RECORD SET section start
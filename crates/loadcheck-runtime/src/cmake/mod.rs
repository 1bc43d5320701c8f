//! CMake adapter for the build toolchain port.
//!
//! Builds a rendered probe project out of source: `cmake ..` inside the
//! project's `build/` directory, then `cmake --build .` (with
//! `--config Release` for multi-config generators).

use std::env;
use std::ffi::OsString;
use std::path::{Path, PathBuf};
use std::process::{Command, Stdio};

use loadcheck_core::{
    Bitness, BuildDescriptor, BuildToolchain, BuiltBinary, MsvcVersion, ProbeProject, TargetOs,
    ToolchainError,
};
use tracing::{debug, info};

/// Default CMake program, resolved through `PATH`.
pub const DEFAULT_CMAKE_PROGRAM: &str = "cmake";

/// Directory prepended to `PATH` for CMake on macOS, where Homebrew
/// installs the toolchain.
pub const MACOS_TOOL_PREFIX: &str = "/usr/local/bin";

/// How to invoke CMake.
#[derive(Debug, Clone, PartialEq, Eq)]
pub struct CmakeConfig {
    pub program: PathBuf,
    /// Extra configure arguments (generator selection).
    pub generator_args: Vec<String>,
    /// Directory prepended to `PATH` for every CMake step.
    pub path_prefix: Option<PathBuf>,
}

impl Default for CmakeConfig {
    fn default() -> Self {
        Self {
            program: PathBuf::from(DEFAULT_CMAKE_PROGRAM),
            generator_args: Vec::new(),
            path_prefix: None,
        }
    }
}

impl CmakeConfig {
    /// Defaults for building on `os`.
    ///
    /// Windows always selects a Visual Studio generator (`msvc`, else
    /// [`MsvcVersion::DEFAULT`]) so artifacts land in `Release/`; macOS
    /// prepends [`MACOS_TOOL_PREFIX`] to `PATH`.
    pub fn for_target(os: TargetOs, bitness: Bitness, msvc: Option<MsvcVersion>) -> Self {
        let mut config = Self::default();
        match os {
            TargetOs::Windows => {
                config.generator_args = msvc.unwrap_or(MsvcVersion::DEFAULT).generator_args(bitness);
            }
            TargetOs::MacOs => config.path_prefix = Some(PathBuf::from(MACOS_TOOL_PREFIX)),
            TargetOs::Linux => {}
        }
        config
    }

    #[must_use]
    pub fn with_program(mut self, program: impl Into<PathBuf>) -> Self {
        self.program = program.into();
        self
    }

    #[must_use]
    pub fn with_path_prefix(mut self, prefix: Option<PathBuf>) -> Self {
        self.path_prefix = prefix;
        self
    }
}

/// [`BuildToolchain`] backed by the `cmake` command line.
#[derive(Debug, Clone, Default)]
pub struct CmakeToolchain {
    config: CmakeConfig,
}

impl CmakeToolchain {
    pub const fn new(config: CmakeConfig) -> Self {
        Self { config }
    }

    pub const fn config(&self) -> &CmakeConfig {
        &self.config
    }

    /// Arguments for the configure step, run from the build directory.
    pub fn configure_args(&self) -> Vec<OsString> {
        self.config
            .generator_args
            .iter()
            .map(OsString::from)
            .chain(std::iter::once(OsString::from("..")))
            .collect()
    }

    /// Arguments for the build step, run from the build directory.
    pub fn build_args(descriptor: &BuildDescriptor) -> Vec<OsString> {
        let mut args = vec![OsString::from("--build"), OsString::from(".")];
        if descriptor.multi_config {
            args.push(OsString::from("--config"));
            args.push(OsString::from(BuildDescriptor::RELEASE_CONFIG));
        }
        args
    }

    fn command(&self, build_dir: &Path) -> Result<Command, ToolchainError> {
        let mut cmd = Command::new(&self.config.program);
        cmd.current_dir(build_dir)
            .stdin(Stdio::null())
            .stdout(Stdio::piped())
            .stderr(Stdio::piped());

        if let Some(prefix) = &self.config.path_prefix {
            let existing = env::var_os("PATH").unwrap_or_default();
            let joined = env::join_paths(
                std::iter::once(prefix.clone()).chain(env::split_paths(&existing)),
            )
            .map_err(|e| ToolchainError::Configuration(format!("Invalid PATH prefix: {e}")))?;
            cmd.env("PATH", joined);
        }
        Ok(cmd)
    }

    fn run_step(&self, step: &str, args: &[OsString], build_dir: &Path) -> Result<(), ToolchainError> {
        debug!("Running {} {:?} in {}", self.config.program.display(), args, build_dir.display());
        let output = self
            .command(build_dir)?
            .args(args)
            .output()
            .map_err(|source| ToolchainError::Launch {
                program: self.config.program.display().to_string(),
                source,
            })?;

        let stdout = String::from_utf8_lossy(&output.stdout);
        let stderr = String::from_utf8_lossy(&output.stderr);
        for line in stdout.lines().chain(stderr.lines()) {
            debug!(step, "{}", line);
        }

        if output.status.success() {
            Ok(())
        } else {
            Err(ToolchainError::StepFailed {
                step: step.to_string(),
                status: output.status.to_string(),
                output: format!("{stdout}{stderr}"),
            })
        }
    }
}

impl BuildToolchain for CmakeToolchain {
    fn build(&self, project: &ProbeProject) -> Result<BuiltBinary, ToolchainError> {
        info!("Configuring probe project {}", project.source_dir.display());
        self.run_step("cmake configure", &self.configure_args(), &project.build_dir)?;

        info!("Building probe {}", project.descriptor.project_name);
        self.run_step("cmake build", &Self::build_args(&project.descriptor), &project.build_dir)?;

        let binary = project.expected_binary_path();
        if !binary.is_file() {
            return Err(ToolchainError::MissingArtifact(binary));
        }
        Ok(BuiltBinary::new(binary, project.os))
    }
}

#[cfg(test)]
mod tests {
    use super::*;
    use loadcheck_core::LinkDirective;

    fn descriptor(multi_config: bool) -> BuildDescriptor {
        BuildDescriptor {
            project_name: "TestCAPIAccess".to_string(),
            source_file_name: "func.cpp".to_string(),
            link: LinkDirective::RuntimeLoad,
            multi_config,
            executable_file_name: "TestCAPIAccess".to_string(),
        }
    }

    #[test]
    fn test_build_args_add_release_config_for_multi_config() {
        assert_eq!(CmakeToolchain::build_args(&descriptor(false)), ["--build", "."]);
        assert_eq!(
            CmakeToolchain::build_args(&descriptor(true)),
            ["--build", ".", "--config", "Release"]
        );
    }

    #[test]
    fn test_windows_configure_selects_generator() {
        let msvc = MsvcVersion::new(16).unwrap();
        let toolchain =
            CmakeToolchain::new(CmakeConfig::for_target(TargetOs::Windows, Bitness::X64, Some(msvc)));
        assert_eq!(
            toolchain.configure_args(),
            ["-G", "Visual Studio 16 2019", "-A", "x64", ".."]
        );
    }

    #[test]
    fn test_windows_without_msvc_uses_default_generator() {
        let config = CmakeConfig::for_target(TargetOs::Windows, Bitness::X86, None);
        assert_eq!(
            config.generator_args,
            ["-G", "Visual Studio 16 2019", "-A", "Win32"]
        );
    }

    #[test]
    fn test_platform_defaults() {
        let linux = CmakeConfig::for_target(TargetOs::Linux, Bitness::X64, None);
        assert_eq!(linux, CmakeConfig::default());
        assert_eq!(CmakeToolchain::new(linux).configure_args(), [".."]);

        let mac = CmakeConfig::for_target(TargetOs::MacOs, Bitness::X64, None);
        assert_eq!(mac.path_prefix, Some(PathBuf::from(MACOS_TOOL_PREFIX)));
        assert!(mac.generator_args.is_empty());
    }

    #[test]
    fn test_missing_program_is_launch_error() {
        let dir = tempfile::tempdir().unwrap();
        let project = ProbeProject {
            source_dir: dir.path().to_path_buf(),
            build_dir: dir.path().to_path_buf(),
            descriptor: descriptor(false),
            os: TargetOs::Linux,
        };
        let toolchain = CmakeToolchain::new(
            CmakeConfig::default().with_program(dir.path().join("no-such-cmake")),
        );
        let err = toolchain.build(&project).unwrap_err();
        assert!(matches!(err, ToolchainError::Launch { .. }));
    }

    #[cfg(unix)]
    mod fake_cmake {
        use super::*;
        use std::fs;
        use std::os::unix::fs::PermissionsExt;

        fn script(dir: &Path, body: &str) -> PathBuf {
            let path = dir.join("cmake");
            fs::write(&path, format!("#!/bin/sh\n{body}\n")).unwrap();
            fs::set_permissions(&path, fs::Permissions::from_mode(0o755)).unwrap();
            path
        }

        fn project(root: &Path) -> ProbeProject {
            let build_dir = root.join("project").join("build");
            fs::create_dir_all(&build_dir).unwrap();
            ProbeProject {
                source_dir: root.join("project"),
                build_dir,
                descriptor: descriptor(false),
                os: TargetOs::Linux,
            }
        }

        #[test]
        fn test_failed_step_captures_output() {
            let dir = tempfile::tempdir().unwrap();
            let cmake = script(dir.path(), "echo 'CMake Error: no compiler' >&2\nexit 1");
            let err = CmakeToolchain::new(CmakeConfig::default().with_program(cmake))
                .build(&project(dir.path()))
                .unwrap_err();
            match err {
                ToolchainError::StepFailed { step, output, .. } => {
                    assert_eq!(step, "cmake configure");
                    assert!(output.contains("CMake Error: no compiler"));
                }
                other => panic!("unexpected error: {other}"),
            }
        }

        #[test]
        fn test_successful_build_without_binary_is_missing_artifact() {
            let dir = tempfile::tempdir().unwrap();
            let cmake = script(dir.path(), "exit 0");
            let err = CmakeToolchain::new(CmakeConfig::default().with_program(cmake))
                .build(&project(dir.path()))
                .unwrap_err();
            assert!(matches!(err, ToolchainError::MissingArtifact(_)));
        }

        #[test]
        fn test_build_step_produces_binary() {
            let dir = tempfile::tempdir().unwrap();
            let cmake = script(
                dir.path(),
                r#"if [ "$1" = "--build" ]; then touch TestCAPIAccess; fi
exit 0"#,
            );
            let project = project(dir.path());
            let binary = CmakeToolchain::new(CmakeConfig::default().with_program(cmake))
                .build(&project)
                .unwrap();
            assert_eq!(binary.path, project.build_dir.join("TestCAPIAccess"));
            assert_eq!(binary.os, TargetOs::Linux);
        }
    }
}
RECORD SET section end
# EXERCISE
Going down the listing above, begin printing at the line with "self.program = program.into();" and finish with the line with "pub fn configure_args(&self)", exactly as they appear.

# REPLY TO THE EXERCISE
        self.program = program.into();
        self
    }

    #[must_use]
    pub fn with_path_prefix(mut self, prefix: Option<PathBuf>) -> Self {
        self.path_prefix = prefix;
        self
    }
}

/// [`BuildToolchain`] backed by the `cmake` command line.
#[derive(Debug, Clone, Default)]
pub struct CmakeToolchain {
    config: CmakeConfig,
}

impl CmakeToolchain {
    pub const fn new(config: CmakeConfig) -> Self {
        Self { config }
    }

    pub const fn config(&self) -> &CmakeConfig {
        &self.config
    }

    /// Arguments for the configure step, run from the build directory.
    pub fn configure_args(&self) -> Vec<OsString> {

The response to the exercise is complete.